#### Data extracts ####

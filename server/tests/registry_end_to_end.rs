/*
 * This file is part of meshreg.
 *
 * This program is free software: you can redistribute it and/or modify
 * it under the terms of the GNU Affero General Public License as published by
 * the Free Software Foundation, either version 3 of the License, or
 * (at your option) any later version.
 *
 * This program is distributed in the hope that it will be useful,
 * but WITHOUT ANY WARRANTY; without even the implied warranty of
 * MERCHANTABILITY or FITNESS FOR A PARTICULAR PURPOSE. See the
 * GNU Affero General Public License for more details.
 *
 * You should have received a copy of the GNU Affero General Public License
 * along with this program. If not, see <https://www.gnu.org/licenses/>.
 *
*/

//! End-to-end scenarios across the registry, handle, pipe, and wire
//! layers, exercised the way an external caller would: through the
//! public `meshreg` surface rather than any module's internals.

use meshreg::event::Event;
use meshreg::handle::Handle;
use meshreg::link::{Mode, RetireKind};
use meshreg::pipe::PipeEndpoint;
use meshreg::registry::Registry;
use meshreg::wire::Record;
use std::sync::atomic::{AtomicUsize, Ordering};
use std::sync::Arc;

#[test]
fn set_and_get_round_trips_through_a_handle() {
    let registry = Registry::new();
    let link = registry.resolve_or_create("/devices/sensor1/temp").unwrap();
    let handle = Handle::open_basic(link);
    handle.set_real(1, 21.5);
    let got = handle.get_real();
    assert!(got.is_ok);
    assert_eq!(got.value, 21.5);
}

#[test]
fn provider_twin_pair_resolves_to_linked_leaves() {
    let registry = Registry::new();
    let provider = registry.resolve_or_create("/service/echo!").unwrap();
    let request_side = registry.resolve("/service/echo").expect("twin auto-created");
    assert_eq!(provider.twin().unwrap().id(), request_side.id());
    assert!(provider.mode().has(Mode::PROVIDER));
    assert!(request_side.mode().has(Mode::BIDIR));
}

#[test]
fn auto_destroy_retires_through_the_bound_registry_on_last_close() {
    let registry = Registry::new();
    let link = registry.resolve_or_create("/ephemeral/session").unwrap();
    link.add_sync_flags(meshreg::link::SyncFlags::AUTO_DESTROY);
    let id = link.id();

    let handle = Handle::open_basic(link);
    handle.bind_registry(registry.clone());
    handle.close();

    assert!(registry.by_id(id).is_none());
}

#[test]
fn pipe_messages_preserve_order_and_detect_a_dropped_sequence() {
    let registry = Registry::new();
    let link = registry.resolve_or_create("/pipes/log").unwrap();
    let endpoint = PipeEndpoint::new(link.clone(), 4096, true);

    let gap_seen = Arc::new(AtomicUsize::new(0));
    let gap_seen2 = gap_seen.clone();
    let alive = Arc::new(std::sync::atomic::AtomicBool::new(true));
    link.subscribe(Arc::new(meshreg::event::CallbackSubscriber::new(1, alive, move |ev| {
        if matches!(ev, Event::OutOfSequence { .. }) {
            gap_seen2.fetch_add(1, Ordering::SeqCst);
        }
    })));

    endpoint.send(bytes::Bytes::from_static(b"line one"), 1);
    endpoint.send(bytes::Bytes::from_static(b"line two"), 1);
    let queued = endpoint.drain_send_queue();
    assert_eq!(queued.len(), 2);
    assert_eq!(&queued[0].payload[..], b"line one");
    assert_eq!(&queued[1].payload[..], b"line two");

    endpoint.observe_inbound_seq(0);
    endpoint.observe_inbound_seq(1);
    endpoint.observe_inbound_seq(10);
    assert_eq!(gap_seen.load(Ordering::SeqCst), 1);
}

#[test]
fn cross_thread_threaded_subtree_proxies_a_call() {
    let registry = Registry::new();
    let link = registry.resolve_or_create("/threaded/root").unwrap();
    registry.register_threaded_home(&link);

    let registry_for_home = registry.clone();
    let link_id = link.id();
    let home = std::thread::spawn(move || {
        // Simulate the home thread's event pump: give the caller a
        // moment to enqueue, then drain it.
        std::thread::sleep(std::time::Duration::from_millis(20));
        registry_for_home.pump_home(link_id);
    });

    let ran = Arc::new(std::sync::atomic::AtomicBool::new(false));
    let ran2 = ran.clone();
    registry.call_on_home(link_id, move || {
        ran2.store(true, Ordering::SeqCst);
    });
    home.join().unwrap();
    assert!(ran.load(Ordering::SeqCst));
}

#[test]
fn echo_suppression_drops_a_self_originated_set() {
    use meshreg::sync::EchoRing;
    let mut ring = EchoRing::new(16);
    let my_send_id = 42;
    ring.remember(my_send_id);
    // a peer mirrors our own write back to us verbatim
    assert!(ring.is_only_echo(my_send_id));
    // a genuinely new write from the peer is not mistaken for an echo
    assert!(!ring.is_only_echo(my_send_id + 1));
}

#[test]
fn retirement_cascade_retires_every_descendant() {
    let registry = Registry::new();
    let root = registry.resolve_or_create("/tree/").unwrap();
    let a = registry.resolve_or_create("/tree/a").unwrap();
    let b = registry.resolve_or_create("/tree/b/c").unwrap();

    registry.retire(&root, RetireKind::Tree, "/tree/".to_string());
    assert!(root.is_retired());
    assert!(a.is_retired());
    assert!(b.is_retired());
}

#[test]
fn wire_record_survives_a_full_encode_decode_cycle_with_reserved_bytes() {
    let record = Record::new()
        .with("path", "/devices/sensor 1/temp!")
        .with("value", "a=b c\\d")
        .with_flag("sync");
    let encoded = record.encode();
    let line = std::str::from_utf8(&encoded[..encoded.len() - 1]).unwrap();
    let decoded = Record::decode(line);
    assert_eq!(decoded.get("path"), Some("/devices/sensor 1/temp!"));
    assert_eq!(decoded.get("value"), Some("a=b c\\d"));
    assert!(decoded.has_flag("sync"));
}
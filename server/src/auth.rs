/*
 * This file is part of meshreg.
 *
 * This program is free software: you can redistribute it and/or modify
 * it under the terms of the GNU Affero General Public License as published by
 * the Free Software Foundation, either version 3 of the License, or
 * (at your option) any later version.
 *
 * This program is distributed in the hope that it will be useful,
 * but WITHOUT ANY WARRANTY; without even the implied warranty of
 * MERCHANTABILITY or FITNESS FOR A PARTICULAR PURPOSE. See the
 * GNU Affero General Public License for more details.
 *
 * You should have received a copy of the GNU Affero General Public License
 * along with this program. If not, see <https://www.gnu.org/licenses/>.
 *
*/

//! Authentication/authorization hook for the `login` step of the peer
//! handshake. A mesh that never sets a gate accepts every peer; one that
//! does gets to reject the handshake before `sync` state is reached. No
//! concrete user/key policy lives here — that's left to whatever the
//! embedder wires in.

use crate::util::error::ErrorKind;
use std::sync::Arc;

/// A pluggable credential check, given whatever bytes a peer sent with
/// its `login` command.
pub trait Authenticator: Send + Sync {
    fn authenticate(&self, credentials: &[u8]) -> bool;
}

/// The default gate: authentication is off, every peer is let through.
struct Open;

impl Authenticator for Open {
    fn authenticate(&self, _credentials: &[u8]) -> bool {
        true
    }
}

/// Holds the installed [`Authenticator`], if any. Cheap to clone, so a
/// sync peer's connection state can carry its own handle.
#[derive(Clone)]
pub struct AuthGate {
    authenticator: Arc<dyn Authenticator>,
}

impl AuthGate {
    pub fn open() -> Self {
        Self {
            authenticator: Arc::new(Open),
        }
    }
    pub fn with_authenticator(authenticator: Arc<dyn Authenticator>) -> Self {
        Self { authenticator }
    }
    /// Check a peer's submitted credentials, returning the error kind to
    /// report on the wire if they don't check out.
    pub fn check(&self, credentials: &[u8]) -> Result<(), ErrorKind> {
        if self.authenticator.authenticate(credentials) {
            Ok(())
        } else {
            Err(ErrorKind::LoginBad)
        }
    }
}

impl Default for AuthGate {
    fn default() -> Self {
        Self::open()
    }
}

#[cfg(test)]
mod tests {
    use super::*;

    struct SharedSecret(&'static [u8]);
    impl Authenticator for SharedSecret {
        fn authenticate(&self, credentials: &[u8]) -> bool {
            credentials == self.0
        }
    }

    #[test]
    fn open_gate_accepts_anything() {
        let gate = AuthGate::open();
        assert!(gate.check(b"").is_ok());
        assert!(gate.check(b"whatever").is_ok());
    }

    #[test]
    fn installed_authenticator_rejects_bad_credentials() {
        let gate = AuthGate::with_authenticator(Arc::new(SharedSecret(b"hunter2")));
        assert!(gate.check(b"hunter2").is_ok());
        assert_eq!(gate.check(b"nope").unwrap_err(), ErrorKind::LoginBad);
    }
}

####
#### Data extracts ####

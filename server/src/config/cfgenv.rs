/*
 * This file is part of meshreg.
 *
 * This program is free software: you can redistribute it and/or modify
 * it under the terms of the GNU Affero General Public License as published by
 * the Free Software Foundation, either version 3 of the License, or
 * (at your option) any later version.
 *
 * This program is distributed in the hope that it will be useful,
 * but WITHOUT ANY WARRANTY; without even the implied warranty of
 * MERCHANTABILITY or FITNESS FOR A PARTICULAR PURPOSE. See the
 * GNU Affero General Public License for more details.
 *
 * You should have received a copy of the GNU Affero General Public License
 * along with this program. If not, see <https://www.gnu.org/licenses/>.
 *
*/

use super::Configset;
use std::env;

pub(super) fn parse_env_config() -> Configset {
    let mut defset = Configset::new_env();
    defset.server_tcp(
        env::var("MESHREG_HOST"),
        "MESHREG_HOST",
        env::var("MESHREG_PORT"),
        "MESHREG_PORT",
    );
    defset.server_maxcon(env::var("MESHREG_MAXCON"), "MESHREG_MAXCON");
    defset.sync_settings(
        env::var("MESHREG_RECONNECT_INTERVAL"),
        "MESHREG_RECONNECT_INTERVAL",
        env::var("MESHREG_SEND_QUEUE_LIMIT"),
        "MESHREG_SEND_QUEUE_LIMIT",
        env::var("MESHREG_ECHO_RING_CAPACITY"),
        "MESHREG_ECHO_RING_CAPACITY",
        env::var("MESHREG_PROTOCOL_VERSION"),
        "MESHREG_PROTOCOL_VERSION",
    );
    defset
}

####
#### Data extracts ####

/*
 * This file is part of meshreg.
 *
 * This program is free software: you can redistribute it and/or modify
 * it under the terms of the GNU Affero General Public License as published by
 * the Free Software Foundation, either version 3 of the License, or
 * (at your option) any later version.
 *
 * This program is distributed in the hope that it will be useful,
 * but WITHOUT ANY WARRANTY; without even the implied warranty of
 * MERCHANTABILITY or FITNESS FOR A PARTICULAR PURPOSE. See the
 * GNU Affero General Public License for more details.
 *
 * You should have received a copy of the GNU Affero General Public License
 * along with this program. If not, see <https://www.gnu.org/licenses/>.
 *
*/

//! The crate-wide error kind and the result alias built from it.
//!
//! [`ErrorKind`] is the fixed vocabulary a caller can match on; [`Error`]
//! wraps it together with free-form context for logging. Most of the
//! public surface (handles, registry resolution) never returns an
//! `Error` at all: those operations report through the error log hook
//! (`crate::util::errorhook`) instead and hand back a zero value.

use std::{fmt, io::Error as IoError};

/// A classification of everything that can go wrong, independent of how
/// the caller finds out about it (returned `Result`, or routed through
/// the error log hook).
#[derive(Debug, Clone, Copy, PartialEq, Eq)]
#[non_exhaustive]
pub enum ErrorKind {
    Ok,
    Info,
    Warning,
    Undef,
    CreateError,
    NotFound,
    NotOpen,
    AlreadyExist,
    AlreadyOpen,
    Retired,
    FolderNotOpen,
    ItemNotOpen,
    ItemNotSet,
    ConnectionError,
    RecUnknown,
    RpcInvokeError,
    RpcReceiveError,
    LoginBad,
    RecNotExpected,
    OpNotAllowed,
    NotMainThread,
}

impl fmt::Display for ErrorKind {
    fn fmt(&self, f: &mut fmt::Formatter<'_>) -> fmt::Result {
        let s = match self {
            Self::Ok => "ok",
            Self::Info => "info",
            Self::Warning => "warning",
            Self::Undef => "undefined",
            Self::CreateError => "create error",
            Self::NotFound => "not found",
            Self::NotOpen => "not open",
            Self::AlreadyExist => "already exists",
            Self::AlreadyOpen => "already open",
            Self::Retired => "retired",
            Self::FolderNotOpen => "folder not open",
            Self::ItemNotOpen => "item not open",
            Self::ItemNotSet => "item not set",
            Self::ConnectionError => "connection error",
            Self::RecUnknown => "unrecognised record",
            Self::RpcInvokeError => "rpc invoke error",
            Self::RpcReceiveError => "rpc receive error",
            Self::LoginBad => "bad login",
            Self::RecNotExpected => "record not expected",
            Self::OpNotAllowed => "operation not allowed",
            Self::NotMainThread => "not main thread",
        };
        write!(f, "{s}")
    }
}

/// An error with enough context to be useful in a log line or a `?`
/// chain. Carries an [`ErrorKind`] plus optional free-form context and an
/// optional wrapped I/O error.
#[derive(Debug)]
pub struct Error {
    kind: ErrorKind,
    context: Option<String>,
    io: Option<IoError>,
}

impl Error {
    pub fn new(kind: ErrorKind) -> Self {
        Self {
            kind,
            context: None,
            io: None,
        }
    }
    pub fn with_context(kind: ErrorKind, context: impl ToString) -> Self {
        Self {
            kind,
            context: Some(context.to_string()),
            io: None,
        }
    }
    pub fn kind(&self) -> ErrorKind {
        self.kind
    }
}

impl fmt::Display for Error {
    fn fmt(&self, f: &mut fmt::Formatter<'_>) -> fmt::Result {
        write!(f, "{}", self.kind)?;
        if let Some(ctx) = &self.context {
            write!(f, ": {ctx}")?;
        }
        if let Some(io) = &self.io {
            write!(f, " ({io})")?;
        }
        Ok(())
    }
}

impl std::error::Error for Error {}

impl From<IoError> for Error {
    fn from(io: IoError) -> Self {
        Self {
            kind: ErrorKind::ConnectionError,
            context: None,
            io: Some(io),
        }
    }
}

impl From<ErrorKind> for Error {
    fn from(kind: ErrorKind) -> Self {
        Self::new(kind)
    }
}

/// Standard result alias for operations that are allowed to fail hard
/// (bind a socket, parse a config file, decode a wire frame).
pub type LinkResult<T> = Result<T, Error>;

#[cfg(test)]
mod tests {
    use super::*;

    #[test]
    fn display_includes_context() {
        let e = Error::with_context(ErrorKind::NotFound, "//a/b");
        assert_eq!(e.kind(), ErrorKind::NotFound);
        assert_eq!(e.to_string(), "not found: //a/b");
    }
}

####

**Brief**:
Show each line of the material where the word "FolderNotOpen" occurs.

**Reply to the task**:
    FolderNotOpen,
            Self::FolderNotOpen => "folder not open",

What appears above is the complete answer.